### DATA EXTRACT

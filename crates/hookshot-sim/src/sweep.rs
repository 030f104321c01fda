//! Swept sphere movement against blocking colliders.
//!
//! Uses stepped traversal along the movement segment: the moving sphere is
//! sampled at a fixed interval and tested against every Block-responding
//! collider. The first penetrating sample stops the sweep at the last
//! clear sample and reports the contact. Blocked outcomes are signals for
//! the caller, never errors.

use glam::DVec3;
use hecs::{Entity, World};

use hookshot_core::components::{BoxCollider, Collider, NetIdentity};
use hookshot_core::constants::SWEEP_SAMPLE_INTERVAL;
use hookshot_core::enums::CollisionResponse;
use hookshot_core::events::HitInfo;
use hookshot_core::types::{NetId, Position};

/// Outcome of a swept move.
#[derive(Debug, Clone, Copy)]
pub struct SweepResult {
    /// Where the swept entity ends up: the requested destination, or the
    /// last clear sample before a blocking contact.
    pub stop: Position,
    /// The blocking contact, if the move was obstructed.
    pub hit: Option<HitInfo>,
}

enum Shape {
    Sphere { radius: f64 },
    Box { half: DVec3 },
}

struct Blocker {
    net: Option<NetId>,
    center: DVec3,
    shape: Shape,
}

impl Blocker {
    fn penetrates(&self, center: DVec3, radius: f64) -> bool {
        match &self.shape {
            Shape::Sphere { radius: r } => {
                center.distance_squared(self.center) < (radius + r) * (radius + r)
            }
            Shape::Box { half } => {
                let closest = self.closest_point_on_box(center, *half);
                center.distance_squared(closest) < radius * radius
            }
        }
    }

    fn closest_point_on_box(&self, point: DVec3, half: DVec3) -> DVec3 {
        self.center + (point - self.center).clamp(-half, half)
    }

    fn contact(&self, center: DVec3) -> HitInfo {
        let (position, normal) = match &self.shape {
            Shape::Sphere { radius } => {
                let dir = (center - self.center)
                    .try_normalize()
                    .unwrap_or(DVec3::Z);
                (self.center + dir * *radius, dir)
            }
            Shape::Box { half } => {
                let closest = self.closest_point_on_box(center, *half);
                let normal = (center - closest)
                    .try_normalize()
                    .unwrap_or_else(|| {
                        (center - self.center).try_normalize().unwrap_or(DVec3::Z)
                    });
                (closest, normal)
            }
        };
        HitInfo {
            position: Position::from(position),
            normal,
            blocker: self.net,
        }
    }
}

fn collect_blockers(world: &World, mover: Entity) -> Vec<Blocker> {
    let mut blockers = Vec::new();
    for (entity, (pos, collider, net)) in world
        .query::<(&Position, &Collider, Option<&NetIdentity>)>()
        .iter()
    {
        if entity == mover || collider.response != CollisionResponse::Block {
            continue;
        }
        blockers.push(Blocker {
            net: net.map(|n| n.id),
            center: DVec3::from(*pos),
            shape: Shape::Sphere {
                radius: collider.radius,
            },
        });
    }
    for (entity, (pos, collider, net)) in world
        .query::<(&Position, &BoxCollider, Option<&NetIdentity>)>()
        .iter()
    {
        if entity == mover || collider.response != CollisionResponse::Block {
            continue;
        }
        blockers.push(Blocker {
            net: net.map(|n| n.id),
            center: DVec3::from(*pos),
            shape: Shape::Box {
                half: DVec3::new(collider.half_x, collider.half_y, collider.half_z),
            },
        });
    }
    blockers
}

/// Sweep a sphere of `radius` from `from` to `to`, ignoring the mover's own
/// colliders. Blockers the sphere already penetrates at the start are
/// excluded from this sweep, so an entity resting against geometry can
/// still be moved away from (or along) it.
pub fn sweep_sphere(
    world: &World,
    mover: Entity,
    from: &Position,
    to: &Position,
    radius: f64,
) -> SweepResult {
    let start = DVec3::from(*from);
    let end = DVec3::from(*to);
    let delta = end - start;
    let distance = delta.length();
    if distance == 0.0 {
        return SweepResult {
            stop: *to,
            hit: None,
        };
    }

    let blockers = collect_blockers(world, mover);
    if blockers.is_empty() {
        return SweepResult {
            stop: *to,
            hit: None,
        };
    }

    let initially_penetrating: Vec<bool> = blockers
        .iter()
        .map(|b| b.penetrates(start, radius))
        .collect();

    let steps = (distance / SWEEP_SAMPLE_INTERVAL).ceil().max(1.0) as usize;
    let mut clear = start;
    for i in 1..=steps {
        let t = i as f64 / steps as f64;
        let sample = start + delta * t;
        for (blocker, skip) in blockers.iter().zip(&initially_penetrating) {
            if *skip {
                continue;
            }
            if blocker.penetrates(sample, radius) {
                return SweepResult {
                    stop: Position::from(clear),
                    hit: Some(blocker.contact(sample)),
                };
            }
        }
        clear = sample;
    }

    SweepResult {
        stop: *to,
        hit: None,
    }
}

### EXERCISE
Please return every line from the first one in the records above down to the line containing "against every Block-responding", including both, exactly as written and nothing more.

### OUTPUT OF THE EXERCISE
filename crates/hookshot-sim/src/sweep.rs
repository 030f104321c01fda
//! Swept sphere movement against blocking colliders.
//!
//! Uses stepped traversal along the movement segment: the moving sphere is
//! sampled at a fixed interval and tested against every Block-responding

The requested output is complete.